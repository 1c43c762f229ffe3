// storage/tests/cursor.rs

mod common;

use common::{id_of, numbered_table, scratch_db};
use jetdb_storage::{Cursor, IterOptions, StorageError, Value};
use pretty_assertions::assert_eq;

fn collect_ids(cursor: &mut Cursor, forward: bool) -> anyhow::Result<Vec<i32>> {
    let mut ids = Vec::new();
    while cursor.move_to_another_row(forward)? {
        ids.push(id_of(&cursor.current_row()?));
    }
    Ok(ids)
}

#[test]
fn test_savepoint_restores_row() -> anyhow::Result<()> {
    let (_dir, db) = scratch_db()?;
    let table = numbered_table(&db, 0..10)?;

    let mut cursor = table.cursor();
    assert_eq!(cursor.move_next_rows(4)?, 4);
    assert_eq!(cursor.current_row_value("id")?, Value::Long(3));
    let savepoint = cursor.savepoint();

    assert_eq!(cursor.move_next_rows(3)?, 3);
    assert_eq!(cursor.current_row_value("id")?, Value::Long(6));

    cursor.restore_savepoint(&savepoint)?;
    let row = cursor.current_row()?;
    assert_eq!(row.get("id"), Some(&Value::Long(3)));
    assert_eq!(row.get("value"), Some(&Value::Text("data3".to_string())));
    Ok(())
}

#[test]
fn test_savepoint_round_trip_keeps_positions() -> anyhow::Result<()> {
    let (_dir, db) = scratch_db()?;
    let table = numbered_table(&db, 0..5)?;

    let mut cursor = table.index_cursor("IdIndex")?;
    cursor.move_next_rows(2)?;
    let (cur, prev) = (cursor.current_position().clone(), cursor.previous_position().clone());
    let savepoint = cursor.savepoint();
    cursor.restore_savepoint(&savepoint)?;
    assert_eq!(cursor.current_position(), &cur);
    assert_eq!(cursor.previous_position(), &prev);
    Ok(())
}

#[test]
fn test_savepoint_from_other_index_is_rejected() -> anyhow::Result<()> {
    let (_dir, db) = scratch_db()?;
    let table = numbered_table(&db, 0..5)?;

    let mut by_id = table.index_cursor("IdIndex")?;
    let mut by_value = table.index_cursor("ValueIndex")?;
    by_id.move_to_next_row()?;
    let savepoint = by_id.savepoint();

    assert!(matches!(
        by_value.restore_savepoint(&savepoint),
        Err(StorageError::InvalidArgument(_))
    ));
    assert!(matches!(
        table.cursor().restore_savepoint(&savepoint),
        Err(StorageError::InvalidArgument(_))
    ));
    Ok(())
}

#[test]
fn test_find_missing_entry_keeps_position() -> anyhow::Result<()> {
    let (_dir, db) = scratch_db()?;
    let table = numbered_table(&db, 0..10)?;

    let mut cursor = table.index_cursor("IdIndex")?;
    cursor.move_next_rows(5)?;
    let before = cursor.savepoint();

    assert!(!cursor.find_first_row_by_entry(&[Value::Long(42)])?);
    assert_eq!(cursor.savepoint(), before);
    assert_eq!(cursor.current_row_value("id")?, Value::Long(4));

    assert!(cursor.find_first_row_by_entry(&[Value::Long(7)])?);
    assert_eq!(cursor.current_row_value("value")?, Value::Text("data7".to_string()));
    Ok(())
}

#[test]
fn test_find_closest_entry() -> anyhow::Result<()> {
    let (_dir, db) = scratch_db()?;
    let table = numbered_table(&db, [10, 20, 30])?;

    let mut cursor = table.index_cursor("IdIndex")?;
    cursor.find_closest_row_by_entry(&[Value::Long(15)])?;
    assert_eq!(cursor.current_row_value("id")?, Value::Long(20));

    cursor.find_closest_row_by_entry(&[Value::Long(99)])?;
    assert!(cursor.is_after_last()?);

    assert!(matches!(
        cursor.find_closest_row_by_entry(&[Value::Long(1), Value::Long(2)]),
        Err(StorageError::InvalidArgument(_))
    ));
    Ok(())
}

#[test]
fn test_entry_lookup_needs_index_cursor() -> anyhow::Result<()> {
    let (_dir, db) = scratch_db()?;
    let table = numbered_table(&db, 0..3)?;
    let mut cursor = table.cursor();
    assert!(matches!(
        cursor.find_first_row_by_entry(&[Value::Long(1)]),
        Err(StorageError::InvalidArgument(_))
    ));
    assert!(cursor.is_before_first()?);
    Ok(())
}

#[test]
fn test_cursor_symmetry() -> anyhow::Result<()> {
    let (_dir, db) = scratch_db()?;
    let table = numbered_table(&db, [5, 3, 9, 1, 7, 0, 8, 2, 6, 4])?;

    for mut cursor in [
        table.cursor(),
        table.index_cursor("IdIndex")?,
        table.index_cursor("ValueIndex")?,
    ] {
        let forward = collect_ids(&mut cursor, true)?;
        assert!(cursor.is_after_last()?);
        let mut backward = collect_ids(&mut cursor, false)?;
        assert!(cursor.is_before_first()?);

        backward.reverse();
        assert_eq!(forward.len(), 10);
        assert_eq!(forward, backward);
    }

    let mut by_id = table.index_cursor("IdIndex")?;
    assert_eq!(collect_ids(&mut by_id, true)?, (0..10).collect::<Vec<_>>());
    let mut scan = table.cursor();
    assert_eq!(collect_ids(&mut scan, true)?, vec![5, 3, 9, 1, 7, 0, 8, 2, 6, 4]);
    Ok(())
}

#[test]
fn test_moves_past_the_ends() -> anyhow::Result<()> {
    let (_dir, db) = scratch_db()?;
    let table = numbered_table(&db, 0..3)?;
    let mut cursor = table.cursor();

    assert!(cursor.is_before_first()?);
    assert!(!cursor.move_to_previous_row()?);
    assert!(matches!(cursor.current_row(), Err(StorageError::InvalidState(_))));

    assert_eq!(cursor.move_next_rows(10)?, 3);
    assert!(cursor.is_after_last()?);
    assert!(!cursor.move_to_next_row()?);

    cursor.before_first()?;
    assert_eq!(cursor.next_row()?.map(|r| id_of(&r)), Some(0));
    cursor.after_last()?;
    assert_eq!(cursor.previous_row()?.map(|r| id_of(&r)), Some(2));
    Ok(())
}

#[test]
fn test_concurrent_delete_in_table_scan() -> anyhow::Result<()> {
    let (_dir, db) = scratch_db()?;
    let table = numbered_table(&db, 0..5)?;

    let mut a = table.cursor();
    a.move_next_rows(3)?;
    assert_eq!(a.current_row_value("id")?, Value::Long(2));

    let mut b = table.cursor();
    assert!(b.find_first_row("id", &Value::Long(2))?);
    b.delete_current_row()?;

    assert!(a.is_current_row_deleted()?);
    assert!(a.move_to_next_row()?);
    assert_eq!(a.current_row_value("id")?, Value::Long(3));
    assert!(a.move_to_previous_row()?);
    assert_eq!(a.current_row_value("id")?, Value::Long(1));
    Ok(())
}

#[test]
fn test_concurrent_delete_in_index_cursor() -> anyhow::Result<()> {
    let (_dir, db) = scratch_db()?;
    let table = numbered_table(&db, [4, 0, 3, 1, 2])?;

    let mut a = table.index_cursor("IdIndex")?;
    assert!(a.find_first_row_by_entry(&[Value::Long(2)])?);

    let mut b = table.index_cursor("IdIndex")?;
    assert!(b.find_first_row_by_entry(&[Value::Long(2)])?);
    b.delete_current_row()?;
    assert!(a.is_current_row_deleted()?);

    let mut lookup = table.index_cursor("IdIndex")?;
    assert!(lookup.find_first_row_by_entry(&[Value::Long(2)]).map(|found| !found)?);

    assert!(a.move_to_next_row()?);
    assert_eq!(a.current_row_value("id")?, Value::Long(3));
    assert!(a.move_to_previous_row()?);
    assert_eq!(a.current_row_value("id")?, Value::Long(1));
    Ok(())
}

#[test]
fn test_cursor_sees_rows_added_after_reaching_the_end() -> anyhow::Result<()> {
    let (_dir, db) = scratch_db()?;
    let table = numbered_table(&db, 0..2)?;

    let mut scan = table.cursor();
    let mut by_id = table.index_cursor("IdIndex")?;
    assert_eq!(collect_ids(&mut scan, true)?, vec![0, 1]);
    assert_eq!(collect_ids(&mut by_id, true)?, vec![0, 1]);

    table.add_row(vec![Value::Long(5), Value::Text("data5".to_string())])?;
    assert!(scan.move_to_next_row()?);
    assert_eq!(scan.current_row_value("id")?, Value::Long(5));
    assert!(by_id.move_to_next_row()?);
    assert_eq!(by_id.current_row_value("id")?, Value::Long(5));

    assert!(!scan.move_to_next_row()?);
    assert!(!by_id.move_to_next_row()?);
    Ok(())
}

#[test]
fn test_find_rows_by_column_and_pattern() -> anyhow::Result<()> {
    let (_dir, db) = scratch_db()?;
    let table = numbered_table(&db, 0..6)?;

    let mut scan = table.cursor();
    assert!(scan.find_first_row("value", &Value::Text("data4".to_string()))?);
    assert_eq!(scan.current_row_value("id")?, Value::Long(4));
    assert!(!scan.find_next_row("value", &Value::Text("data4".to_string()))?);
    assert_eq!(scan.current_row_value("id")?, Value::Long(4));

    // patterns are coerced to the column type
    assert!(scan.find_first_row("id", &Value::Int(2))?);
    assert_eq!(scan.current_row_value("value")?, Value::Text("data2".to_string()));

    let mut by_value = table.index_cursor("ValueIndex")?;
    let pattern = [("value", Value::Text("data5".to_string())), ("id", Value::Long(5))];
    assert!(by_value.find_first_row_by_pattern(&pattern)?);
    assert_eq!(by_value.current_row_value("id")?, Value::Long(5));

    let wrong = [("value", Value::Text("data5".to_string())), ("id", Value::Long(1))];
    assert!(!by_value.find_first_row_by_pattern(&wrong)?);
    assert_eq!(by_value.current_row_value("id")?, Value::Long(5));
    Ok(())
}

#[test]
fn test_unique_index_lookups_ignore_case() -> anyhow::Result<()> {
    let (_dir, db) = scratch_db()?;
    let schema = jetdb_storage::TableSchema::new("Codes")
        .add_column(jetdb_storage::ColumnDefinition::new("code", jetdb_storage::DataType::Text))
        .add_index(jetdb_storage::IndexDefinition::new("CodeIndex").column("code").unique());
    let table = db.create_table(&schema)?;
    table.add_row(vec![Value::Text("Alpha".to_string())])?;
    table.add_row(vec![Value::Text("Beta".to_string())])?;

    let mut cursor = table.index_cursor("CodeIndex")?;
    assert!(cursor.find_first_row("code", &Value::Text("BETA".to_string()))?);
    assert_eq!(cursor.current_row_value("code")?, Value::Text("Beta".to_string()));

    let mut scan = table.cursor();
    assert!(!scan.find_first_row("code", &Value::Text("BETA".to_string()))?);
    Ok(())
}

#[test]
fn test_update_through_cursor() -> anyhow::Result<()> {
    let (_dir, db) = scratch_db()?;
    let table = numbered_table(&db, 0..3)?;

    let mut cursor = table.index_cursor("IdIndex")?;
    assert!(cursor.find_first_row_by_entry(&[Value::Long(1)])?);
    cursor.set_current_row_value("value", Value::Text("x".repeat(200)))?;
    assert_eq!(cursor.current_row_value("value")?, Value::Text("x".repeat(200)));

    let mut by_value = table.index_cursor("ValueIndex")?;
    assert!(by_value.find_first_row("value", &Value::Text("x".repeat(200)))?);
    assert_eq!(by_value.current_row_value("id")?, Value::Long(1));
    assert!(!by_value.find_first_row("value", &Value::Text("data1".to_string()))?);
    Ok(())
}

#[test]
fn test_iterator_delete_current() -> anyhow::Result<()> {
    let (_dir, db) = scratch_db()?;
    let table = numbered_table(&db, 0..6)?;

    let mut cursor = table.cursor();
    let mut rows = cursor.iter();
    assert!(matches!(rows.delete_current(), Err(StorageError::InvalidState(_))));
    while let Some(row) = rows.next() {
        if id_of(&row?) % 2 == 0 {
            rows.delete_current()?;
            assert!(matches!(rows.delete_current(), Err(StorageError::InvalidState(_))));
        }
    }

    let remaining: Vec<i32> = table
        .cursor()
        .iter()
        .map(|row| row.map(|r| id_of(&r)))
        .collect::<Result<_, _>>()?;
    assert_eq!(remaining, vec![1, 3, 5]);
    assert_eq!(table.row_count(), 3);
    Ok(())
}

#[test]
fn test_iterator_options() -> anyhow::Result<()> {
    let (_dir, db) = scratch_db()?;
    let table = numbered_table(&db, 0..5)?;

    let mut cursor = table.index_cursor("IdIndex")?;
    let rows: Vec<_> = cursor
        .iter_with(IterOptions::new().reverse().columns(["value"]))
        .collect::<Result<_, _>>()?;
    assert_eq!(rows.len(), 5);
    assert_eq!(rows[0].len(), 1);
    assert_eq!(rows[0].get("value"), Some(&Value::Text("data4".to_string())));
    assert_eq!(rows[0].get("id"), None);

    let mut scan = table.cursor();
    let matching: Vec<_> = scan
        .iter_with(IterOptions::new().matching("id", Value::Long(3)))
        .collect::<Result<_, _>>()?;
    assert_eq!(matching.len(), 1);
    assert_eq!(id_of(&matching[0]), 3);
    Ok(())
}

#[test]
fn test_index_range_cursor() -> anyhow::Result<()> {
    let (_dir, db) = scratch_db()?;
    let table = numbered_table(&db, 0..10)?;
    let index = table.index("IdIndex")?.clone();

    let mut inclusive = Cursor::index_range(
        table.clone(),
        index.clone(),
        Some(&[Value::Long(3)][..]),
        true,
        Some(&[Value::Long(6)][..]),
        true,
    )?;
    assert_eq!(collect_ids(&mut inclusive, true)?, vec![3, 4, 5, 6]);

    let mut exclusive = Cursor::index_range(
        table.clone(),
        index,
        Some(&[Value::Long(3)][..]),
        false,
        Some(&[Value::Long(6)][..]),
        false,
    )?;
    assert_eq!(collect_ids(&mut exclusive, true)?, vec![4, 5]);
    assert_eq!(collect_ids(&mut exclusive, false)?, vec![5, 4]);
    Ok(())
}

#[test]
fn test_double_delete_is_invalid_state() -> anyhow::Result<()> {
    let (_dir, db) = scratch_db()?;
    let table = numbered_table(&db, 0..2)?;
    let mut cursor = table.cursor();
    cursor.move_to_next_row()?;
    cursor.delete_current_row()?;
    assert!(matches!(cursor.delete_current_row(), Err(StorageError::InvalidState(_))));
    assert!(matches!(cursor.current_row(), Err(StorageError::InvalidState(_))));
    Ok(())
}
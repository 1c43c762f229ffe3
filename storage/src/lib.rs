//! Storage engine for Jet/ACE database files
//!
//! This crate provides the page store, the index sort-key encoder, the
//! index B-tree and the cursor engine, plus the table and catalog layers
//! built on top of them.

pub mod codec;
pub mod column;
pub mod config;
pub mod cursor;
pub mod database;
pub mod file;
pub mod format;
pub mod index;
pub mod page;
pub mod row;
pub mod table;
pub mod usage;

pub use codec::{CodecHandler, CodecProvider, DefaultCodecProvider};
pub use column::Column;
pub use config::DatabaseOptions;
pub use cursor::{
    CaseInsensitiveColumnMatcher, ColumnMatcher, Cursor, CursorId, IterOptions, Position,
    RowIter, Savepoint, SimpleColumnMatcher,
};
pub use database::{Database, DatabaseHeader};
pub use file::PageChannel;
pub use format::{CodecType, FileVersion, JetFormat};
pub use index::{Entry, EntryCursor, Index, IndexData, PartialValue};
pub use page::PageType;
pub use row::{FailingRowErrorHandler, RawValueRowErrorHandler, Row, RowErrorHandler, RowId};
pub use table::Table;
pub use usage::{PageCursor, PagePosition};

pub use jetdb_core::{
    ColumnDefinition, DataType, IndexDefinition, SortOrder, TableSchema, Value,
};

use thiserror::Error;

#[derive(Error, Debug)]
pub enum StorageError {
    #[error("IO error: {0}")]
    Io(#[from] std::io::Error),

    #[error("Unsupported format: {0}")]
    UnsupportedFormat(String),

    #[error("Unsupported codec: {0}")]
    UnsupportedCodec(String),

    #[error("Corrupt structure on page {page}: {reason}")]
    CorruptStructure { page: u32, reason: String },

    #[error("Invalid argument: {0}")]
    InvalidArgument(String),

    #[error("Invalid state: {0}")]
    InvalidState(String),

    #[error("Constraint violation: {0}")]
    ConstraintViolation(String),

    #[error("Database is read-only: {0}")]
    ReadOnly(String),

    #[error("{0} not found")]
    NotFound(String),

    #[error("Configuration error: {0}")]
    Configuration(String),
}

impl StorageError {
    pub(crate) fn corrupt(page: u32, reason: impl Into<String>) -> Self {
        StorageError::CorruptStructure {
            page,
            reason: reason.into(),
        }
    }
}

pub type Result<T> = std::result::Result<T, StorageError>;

*-*-*

In the material, find each line with the word "backward" and list it.

_Solution to this task_
        let mut backward = collect_ids(&mut cursor, false)?;
        backward.reverse();
        assert_eq!(forward, backward);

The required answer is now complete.